→ **PROBLEM DESCRIPTION**
Look through the records below for the line with "#[derive(Debug)]". Return that line and each one after it up to and including the line with "anchor: Offset) ->", exactly.

→ **INFORMATION SUPPLIED**
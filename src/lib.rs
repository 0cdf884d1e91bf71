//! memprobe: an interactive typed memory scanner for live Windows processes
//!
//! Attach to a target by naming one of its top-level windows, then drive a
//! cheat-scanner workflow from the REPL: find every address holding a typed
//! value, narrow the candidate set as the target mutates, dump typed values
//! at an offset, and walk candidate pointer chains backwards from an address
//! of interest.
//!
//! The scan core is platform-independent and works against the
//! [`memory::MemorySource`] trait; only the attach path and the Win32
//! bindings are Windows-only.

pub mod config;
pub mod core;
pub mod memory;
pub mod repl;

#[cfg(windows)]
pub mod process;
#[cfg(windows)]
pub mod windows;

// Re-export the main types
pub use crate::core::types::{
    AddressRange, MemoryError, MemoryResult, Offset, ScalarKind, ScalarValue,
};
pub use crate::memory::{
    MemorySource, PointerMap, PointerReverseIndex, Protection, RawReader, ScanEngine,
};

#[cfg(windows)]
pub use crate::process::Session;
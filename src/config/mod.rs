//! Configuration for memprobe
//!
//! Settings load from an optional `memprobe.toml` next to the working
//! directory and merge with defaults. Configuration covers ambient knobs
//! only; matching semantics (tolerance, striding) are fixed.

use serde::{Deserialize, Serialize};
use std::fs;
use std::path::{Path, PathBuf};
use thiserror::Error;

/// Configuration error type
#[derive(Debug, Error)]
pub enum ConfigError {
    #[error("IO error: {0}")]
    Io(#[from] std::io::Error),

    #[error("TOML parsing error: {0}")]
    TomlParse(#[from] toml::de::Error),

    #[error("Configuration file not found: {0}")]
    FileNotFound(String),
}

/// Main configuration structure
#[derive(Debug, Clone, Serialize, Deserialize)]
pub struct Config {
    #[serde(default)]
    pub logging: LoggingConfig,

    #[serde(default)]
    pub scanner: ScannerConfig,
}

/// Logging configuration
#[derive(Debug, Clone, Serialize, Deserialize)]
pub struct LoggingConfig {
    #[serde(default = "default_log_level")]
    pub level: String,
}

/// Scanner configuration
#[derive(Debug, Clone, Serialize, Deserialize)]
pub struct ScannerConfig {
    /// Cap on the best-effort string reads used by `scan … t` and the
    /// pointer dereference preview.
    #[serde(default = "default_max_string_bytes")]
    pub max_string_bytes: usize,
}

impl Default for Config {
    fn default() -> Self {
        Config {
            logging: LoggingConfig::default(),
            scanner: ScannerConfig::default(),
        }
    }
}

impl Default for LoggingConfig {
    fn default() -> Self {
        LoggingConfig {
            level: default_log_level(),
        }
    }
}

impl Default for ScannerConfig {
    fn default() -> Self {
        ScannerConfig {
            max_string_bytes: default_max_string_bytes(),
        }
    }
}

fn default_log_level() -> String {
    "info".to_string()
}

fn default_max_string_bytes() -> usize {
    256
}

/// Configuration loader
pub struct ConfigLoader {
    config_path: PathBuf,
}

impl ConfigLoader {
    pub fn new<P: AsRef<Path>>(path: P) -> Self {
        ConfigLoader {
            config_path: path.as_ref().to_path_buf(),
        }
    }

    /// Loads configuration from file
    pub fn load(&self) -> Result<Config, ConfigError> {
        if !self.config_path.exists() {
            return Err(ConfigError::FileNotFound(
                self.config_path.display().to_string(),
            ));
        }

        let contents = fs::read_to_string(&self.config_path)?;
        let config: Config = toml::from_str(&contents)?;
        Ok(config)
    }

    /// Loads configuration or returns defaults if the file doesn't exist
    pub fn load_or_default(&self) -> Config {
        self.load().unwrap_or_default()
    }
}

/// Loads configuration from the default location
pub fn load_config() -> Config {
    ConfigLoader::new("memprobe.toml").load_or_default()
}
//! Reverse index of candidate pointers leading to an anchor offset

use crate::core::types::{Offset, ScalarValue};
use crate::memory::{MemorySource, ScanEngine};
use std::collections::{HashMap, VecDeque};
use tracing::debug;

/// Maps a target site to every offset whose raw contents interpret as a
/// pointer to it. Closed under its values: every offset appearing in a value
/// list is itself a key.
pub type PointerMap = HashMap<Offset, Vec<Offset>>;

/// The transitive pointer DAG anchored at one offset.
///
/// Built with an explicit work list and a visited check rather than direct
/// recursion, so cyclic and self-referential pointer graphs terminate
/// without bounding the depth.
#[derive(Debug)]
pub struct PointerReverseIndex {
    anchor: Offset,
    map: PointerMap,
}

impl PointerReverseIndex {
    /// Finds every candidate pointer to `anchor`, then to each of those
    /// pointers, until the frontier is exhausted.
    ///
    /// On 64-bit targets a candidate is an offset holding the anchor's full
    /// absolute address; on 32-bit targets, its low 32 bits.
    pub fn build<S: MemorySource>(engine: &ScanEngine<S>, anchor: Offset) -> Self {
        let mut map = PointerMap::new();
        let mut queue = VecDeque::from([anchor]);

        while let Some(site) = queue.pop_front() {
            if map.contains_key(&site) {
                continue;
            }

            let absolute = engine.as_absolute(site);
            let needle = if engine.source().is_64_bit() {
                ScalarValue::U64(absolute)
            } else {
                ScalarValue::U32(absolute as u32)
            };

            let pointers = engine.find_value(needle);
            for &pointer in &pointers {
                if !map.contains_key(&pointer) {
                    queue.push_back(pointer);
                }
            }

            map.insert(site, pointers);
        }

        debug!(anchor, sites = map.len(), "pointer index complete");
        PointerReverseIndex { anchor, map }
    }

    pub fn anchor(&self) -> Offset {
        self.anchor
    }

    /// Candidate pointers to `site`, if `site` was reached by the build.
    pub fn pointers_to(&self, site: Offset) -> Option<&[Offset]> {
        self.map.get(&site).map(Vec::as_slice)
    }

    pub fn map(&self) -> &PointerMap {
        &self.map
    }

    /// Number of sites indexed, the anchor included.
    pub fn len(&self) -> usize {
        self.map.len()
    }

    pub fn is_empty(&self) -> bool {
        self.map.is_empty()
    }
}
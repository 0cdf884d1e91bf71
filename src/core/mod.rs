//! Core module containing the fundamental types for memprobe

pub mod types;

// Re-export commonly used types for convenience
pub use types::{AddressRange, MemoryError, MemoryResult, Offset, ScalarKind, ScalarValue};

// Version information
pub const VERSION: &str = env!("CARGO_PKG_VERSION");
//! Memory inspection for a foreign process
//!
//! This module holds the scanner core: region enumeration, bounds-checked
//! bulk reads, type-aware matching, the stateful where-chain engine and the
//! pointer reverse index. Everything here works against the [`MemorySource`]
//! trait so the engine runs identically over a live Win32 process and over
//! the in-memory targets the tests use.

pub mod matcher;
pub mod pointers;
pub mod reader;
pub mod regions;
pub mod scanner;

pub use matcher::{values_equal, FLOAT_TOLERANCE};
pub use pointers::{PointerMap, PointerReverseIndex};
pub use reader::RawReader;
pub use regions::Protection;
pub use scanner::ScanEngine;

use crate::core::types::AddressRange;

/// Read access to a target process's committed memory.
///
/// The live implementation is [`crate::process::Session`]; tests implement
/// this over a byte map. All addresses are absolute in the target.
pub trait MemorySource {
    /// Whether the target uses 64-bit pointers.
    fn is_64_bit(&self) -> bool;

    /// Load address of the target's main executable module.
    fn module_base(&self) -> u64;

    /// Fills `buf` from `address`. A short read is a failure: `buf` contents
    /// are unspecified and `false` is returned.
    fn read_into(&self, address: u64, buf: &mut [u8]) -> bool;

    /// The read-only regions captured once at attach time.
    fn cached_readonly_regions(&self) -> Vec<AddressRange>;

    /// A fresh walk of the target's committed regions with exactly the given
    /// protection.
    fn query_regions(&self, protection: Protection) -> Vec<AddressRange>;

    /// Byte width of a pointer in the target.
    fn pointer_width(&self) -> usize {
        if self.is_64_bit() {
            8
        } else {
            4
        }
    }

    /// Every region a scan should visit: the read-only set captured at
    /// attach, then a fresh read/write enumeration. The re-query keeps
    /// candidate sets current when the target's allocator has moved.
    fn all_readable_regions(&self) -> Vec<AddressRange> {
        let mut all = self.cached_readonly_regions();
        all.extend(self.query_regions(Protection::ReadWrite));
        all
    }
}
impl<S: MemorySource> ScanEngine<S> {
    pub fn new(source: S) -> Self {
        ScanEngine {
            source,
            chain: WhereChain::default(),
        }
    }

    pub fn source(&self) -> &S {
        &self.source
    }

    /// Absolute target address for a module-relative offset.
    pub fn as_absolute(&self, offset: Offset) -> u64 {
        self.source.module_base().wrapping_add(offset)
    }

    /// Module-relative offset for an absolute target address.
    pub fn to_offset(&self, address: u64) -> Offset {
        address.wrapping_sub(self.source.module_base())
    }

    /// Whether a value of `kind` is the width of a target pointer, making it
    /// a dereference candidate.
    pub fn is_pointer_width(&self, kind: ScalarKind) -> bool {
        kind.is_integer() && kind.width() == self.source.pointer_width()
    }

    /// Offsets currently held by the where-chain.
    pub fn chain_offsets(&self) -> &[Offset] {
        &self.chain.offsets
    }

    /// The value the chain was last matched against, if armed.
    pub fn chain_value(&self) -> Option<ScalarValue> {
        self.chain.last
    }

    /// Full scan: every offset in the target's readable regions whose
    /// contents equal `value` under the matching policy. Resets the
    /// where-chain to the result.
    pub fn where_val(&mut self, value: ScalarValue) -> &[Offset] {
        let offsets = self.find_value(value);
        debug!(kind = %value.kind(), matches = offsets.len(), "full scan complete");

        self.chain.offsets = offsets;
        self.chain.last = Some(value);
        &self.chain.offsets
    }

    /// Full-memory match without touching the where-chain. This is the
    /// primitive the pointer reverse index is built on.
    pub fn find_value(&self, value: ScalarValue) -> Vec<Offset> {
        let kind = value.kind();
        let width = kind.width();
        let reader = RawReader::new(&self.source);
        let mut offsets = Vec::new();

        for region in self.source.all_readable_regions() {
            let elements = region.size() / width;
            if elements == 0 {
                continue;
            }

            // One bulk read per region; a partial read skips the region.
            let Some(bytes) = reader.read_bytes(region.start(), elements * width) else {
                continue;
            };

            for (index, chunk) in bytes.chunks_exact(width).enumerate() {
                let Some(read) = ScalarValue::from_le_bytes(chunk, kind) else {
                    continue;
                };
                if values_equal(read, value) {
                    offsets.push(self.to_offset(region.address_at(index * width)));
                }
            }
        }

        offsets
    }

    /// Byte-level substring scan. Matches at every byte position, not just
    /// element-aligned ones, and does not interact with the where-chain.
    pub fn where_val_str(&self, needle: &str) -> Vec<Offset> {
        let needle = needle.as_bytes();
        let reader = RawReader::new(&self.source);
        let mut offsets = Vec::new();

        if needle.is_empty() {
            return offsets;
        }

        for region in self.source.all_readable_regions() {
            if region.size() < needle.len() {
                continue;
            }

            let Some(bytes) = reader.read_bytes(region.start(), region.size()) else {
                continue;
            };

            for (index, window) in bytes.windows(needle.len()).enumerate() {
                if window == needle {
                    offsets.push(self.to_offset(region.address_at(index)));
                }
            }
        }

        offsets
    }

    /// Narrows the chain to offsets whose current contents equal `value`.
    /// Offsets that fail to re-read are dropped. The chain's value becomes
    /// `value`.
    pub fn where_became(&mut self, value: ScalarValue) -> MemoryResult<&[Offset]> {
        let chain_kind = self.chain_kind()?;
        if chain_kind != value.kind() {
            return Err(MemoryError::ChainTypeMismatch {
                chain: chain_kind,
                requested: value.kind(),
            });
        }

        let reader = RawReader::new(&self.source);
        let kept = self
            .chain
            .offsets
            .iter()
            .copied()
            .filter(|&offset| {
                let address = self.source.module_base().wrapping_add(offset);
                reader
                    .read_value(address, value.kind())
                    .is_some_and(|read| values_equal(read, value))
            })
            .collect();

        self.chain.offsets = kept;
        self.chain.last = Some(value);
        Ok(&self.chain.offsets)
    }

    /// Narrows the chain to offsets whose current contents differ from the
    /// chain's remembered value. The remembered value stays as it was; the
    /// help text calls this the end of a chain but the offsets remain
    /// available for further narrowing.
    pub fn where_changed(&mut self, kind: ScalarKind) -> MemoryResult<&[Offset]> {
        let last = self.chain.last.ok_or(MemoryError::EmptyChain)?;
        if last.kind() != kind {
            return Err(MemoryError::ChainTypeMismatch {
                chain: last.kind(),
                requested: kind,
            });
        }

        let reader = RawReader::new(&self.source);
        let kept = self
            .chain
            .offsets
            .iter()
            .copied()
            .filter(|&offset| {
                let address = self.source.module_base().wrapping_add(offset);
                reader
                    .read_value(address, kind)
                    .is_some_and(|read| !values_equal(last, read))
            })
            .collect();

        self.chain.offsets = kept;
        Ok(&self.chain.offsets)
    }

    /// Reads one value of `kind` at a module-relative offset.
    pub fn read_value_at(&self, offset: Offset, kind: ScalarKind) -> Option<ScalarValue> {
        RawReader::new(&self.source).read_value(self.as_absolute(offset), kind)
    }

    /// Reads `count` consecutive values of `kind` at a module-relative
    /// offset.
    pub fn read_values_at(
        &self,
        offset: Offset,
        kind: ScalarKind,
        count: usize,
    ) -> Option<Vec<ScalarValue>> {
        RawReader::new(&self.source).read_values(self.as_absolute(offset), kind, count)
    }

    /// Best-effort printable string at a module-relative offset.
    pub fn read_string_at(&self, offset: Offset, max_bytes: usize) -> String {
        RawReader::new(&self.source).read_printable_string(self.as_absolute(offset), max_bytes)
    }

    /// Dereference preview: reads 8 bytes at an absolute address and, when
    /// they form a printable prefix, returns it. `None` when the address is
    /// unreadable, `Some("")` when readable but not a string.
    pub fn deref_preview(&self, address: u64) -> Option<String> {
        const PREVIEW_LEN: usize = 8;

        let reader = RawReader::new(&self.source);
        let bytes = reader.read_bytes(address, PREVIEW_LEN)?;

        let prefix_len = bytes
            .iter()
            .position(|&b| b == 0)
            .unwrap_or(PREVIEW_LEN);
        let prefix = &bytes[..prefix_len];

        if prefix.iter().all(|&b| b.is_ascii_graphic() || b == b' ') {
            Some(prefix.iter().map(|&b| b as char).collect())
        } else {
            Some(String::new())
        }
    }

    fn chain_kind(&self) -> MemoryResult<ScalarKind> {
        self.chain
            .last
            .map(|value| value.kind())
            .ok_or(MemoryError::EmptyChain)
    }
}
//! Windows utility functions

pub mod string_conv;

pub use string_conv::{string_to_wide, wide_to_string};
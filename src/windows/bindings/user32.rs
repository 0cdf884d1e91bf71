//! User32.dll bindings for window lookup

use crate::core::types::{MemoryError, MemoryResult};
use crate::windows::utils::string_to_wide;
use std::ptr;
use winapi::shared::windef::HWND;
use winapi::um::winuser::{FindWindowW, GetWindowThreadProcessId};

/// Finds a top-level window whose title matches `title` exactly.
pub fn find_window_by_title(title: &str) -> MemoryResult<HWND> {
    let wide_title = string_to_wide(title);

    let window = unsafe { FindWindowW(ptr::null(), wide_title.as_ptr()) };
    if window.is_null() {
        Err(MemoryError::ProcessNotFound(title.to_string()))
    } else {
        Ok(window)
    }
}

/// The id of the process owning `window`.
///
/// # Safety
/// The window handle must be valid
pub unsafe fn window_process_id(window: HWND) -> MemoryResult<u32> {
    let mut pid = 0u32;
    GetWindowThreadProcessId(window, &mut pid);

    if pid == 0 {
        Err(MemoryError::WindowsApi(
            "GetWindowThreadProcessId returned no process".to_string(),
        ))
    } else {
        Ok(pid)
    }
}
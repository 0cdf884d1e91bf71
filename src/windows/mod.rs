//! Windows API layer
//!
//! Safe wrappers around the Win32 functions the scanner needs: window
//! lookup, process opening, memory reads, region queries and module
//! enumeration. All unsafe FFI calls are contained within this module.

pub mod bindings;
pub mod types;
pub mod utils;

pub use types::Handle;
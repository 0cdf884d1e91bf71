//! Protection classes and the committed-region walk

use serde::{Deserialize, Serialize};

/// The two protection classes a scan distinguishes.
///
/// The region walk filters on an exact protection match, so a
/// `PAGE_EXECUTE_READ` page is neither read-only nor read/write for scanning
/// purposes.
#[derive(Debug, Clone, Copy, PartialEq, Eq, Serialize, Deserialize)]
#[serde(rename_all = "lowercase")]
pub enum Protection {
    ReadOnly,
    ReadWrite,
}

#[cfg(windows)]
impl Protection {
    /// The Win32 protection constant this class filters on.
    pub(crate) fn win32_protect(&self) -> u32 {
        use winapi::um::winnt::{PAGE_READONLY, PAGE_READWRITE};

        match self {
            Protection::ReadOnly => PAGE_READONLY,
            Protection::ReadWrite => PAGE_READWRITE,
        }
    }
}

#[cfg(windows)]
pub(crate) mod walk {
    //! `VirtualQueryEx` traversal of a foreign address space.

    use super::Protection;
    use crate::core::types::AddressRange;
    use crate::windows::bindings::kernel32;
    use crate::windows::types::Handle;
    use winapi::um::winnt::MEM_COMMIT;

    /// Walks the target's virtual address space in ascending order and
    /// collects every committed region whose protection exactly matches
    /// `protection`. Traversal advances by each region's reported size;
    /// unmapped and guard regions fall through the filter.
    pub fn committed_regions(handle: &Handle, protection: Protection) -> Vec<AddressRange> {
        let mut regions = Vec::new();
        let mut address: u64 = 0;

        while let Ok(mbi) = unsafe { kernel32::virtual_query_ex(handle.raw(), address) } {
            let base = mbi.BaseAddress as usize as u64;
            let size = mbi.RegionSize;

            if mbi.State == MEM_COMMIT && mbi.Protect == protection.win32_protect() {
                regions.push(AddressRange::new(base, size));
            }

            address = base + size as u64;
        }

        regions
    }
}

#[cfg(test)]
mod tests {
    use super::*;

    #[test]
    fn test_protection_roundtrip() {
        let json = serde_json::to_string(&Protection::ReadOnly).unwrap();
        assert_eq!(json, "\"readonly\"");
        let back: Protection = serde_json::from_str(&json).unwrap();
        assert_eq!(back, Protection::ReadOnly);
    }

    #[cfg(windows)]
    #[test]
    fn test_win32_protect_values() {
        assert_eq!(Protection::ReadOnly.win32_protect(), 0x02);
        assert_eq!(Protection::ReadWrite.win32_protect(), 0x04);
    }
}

→ **RESULT BELOW**
#[derive(Debug)]
pub struct PointerReverseIndex {
    anchor: Offset,
    map: PointerMap,
}

impl PointerReverseIndex {
    /// Finds every candidate pointer to `anchor`, then to each of those
    /// pointers, until the frontier is exhausted.
    ///
    /// On 64-bit targets a candidate is an offset holding the anchor's full
    /// absolute address; on 32-bit targets, its low 32 bits.
    pub fn build<S: MemorySource>(engine: &ScanEngine<S>, anchor: Offset) -> Self {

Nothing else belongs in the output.